## BRIEF
Output the data in full and exactly as presented.

╔══

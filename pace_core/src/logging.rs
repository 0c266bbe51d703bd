//! Logging infrastructure for Stride.
//!
//! Provides centralized tracing setup for the CLI binary.

use tracing_subscriber::{fmt, prelude::*, EnvFilter};

/// Initialize logging with sensible defaults
///
/// This sets up tracing with:
/// - Environment-based filtering (RUST_LOG)
/// - Colored output (if terminal supports it)
/// - Compact format
///
/// Default level is WARN so normal CLI output stays clean, but it can be
/// overridden with the RUST_LOG env var.
pub fn init() {
    init_with_level("warn")
}

/// Initialize logging with a specific default level
///
/// # Arguments
/// * `default_level` - Default log level (debug, info, warn, error)
///
/// This can still be overridden by RUST_LOG environment variable.
pub fn init_with_level(default_level: &str) {
    let filter =
        EnvFilter::try_from_default_env().unwrap_or_else(|_| EnvFilter::new(default_level));

    tracing_subscriber::registry()
        .with(filter)
        .with(fmt::layer().compact())
        .init();
}

/// Initialize logging for testing (captures logs for test output)
#[cfg(test)]
pub fn init_test() {
    let _ = tracing_subscriber::fmt()
        .with_test_writer()
        .with_env_filter(EnvFilter::new("debug"))
        .try_init();
}
//! Duration arithmetic: total seconds, parsing and formatting.
//!
//! The canonical numeric form of a duration is total seconds as `f64`.
//! Fractional values appear during pace math and are rounded back to whole
//! seconds with a ceiling, never to nearest: displayed paces err on the slow
//! side. As a consequence `from_total_seconds(d.total_seconds())` is not a
//! strict round-trip for fractional input; that is policy, not a bug.

use crate::{Duration, Error, Result};
use once_cell::sync::Lazy;
use regex::Regex;

/// Accepted shape for user-entered durations: `MM:SS` or `HH:MM:SS`
static DURATION_INPUT: Lazy<Regex> =
    Lazy::new(|| Regex::new(r"^(\d{1,2}):([0-5]\d)(:[0-5]\d)?$").expect("valid duration pattern"));

impl Duration {
    /// Total seconds: `hours*3600 + minutes*60 + seconds`
    pub fn total_seconds(&self) -> f64 {
        f64::from(self.hours) * 3600.0 + f64::from(self.minutes) * 60.0 + f64::from(self.seconds)
    }

    /// Rebuild a duration from total seconds.
    ///
    /// Hours and minutes are floored; leftover fractional seconds round up.
    pub fn from_total_seconds(total_seconds: f64) -> Self {
        let hours = (total_seconds / 3600.0).floor();
        let minutes = ((total_seconds - hours * 3600.0) / 60.0).floor();
        let seconds = (total_seconds - hours * 3600.0 - minutes * 60.0).ceil();

        Self {
            hours: hours as u32,
            minutes: minutes as u32,
            seconds: seconds as u32,
        }
    }
}

/// Parse `HH:MM:SS` or `MM:SS` without range validation.
///
/// Two segments are minutes:seconds with hours 0; three are
/// hours:minutes:seconds. A non-numeric segment or wrong segment count is an
/// error. Callers handling raw user input must gate on
/// [`duration_from_input`] instead of calling this directly.
pub fn parse_duration_string(text: &str) -> Result<Duration> {
    let parts = text
        .split(':')
        .map(|part| {
            part.trim()
                .parse::<u32>()
                .map_err(|_| Error::Duration(format!("'{}' is not a number in '{}'", part, text)))
        })
        .collect::<Result<Vec<u32>>>()?;

    match parts.as_slice() {
        [hours, minutes, seconds] => Ok(Duration::new(*hours, *minutes, *seconds)),
        [minutes, seconds] => Ok(Duration::new(0, *minutes, *seconds)),
        _ => Err(Error::Duration(format!(
            "expected MM:SS or HH:MM:SS, got '{}'",
            text
        ))),
    }
}

/// Boundary validation for raw user input.
///
/// Returns `None` unless the text matches the accepted digit/colon shape;
/// on a match, delegates to [`parse_duration_string`].
pub fn duration_from_input(text: &str) -> Option<Duration> {
    let trimmed = text.trim();
    if DURATION_INPUT.is_match(trimmed) {
        parse_duration_string(trimmed).ok()
    } else {
        None
    }
}

/// Format as zero-padded `MM:SS`, or `HH:MM:SS` when hours are present.
///
/// Each field is independently padded to two digits; hours above 99 would
/// break the fixed-width contract, which is acceptable for this domain.
pub fn format_duration(duration: &Duration) -> String {
    if duration.hours > 0 {
        format!(
            "{:02}:{:02}:{:02}",
            duration.hours, duration.minutes, duration.seconds
        )
    } else {
        format!("{:02}:{:02}", duration.minutes, duration.seconds)
    }
}

#[cfg(test)]
mod tests {
    use super::*;

    #[test]
    fn test_total_seconds() {
        assert_eq!(Duration::new(2, 30, 15).total_seconds(), 9015.0);
        assert_eq!(Duration::new(0, 0, 0).total_seconds(), 0.0);
        assert_eq!(Duration::new(0, 30, 15).total_seconds(), 1815.0);
        assert_eq!(Duration::new(0, 0, 45).total_seconds(), 45.0);
    }

    #[test]
    fn test_from_total_seconds() {
        assert_eq!(Duration::from_total_seconds(9015.0), Duration::new(2, 30, 15));
        assert_eq!(Duration::from_total_seconds(0.0), Duration::new(0, 0, 0));
        assert_eq!(Duration::from_total_seconds(45.0), Duration::new(0, 0, 45));
        assert_eq!(Duration::from_total_seconds(1830.0), Duration::new(0, 30, 30));
    }

    #[test]
    fn test_from_total_seconds_rounds_up() {
        // 1 hour and 0.7 seconds: the fraction becomes a whole second
        assert_eq!(
            Duration::from_total_seconds(3600.7),
            Duration::new(1, 0, 1)
        );
    }

    #[test]
    fn test_round_trip_is_idempotent_after_first_rounding() {
        for total in [9015.0, 480.58, 3600.7, 127.001] {
            let once = Duration::from_total_seconds(total);
            let twice = Duration::from_total_seconds(once.total_seconds());
            assert_eq!(once, twice);
            assert_eq!(once.total_seconds(), total.ceil());
        }
    }

    #[test]
    fn test_parse_duration_string() {
        assert_eq!(
            parse_duration_string("02:30:15").unwrap(),
            Duration::new(2, 30, 15)
        );
        assert_eq!(
            parse_duration_string("30:15").unwrap(),
            Duration::new(0, 30, 15)
        );
        assert_eq!(
            parse_duration_string("1:05:09").unwrap(),
            Duration::new(1, 5, 9)
        );
        assert_eq!(parse_duration_string("5:9").unwrap(), Duration::new(0, 5, 9));
    }

    #[test]
    fn test_parse_duration_string_rejects_garbage() {
        assert!(parse_duration_string("abc").is_err());
        assert!(parse_duration_string("1:xx").is_err());
        assert!(parse_duration_string("1:2:3:4").is_err());
    }

    #[test]
    fn test_duration_from_input() {
        assert_eq!(
            duration_from_input("08:30:15"),
            Some(Duration::new(8, 30, 15))
        );
        assert_eq!(duration_from_input("08:30"), Some(Duration::new(0, 8, 30)));
        assert_eq!(duration_from_input("8:00"), Some(Duration::new(0, 8, 0)));
    }

    #[test]
    fn test_duration_from_input_rejects_bad_shapes() {
        assert_eq!(duration_from_input("invalid"), None);
        assert_eq!(duration_from_input("8:30:15:extra"), None);
        // Out-of-range minutes fail the boundary pattern
        assert_eq!(duration_from_input("08:60:15"), None);
        assert_eq!(duration_from_input("8:7"), None);
        assert_eq!(duration_from_input(""), None);
    }

    #[test]
    fn test_format_duration() {
        assert_eq!(format_duration(&Duration::new(2, 30, 15)), "02:30:15");
        assert_eq!(format_duration(&Duration::new(0, 30, 15)), "30:15");
        assert_eq!(format_duration(&Duration::new(0, 8, 0)), "08:00");
        assert_eq!(format_duration(&Duration::new(1, 5, 9)), "01:05:09");
    }
}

╚══

## SOLVED PROBLEM
filename pace_core/src/logging.rs
repository 0c266bbe51d703bd
//! Logging infrastructure for Stride.
//!
//! Provides centralized tracing setup for the CLI binary.

use tracing_subscriber::{fmt, prelude::*, EnvFilter};

/// Initialize logging with sensible defaults
///
/// This sets up tracing with:
/// - Environment-based filtering (RUST_LOG)
/// - Colored output (if terminal supports it)
/// - Compact format
///
/// Default level is WARN so normal CLI output stays clean, but it can be
/// overridden with the RUST_LOG env var.
pub fn init() {
    init_with_level("warn")
}

/// Initialize logging with a specific default level
///
/// # Arguments
/// * `default_level` - Default log level (debug, info, warn, error)
///
/// This can still be overridden by RUST_LOG environment variable.
pub fn init_with_level(default_level: &str) {
    let filter =
        EnvFilter::try_from_default_env().unwrap_or_else(|_| EnvFilter::new(default_level));

    tracing_subscriber::registry()
        .with(filter)
        .with(fmt::layer().compact())
        .init();
}

/// Initialize logging for testing (captures logs for test output)
#[cfg(test)]
pub fn init_test() {
    let _ = tracing_subscriber::fmt()
        .with_test_writer()
        .with_env_filter(EnvFilter::new("debug"))
        .try_init();
}
//! Duration arithmetic: total seconds, parsing and formatting.
//!
//! The canonical numeric form of a duration is total seconds as `f64`.
//! Fractional values appear during pace math and are rounded back to whole
//! seconds with a ceiling, never to nearest: displayed paces err on the slow
//! side. As a consequence `from_total_seconds(d.total_seconds())` is not a
//! strict round-trip for fractional input; that is policy, not a bug.

use crate::{Duration, Error, Result};
use once_cell::sync::Lazy;
use regex::Regex;

/// Accepted shape for user-entered durations: `MM:SS` or `HH:MM:SS`
static DURATION_INPUT: Lazy<Regex> =
    Lazy::new(|| Regex::new(r"^(\d{1,2}):([0-5]\d)(:[0-5]\d)?$").expect("valid duration pattern"));

impl Duration {
    /// Total seconds: `hours*3600 + minutes*60 + seconds`
    pub fn total_seconds(&self) -> f64 {
        f64::from(self.hours) * 3600.0 + f64::from(self.minutes) * 60.0 + f64::from(self.seconds)
    }

    /// Rebuild a duration from total seconds.
    ///
    /// Hours and minutes are floored; leftover fractional seconds round up.
    pub fn from_total_seconds(total_seconds: f64) -> Self {
        let hours = (total_seconds / 3600.0).floor();
        let minutes = ((total_seconds - hours * 3600.0) / 60.0).floor();
        let seconds = (total_seconds - hours * 3600.0 - minutes * 60.0).ceil();

        Self {
            hours: hours as u32,
            minutes: minutes as u32,
            seconds: seconds as u32,
        }
    }
}

/// Parse `HH:MM:SS` or `MM:SS` without range validation.
///
/// Two segments are minutes:seconds with hours 0; three are
/// hours:minutes:seconds. A non-numeric segment or wrong segment count is an
/// error. Callers handling raw user input must gate on
/// [`duration_from_input`] instead of calling this directly.
pub fn parse_duration_string(text: &str) -> Result<Duration> {
    let parts = text
        .split(':')
        .map(|part| {
            part.trim()
                .parse::<u32>()
                .map_err(|_| Error::Duration(format!("'{}' is not a number in '{}'", part, text)))
        })
        .collect::<Result<Vec<u32>>>()?;

    match parts.as_slice() {
        [hours, minutes, seconds] => Ok(Duration::new(*hours, *minutes, *seconds)),
        [minutes, seconds] => Ok(Duration::new(0, *minutes, *seconds)),
        _ => Err(Error::Duration(format!(
            "expected MM:SS or HH:MM:SS, got '{}'",
            text
        ))),
    }
}

/// Boundary validation for raw user input.
///
/// Returns `None` unless the text matches the accepted digit/colon shape;
/// on a match, delegates to [`parse_duration_string`].
pub fn duration_from_input(text: &str) -> Option<Duration> {
    let trimmed = text.trim();
    if DURATION_INPUT.is_match(trimmed) {
        parse_duration_string(trimmed).ok()
    } else {
        None
    }
}

/// Format as zero-padded `MM:SS`, or `HH:MM:SS` when hours are present.
///
/// Each field is independently padded to two digits; hours above 99 would
/// break the fixed-width contract, which is acceptable for this domain.
pub fn format_duration(duration: &Duration) -> String {
    if duration.hours > 0 {
        format!(
            "{:02}:{:02}:{:02}",
            duration.hours, duration.minutes, duration.seconds
        )
    } else {
        format!("{:02}:{:02}", duration.minutes, duration.seconds)
    }
}

#[cfg(test)]
mod tests {
    use super::*;

    #[test]
    fn test_total_seconds() {
        assert_eq!(Duration::new(2, 30, 15).total_seconds(), 9015.0);
        assert_eq!(Duration::new(0, 0, 0).total_seconds(), 0.0);
        assert_eq!(Duration::new(0, 30, 15).total_seconds(), 1815.0);
        assert_eq!(Duration::new(0, 0, 45).total_seconds(), 45.0);
    }

    #[test]
    fn test_from_total_seconds() {
        assert_eq!(Duration::from_total_seconds(9015.0), Duration::new(2, 30, 15));
        assert_eq!(Duration::from_total_seconds(0.0), Duration::new(0, 0, 0));
        assert_eq!(Duration::from_total_seconds(45.0), Duration::new(0, 0, 45));
        assert_eq!(Duration::from_total_seconds(1830.0), Duration::new(0, 30, 30));
    }

    #[test]
    fn test_from_total_seconds_rounds_up() {
        // 1 hour and 0.7 seconds: the fraction becomes a whole second
        assert_eq!(
            Duration::from_total_seconds(3600.7),
            Duration::new(1, 0, 1)
        );
    }

    #[test]
    fn test_round_trip_is_idempotent_after_first_rounding() {
        for total in [9015.0, 480.58, 3600.7, 127.001] {
            let once = Duration::from_total_seconds(total);
            let twice = Duration::from_total_seconds(once.total_seconds());
            assert_eq!(once, twice);
            assert_eq!(once.total_seconds(), total.ceil());
        }
    }

    #[test]
    fn test_parse_duration_string() {
        assert_eq!(
            parse_duration_string("02:30:15").unwrap(),
            Duration::new(2, 30, 15)
        );
        assert_eq!(
            parse_duration_string("30:15").unwrap(),
            Duration::new(0, 30, 15)
        );
        assert_eq!(
            parse_duration_string("1:05:09").unwrap(),
            Duration::new(1, 5, 9)
        );
        assert_eq!(parse_duration_string("5:9").unwrap(), Duration::new(0, 5, 9));
    }

    #[test]
    fn test_parse_duration_string_rejects_garbage() {
        assert!(parse_duration_string("abc").is_err());
        assert!(parse_duration_string("1:xx").is_err());
        assert!(parse_duration_string("1:2:3:4").is_err());
    }

    #[test]
    fn test_duration_from_input() {
        assert_eq!(
            duration_from_input("08:30:15"),
            Some(Duration::new(8, 30, 15))
        );
        assert_eq!(duration_from_input("08:30"), Some(Duration::new(0, 8, 30)));
        assert_eq!(duration_from_input("8:00"), Some(Duration::new(0, 8, 0)));
    }

    #[test]
    fn test_duration_from_input_rejects_bad_shapes() {
        assert_eq!(duration_from_input("invalid"), None);
        assert_eq!(duration_from_input("8:30:15:extra"), None);
        // Out-of-range minutes fail the boundary pattern
        assert_eq!(duration_from_input("08:60:15"), None);
        assert_eq!(duration_from_input("8:7"), None);
        assert_eq!(duration_from_input(""), None);
    }

    #[test]
    fn test_format_duration() {
        assert_eq!(format_duration(&Duration::new(2, 30, 15)), "02:30:15");
        assert_eq!(format_duration(&Duration::new(0, 30, 15)), "30:15");
        assert_eq!(format_duration(&Duration::new(0, 8, 0)), "08:00");
        assert_eq!(format_duration(&Duration::new(1, 5, 9)), "01:05:09");
    }
}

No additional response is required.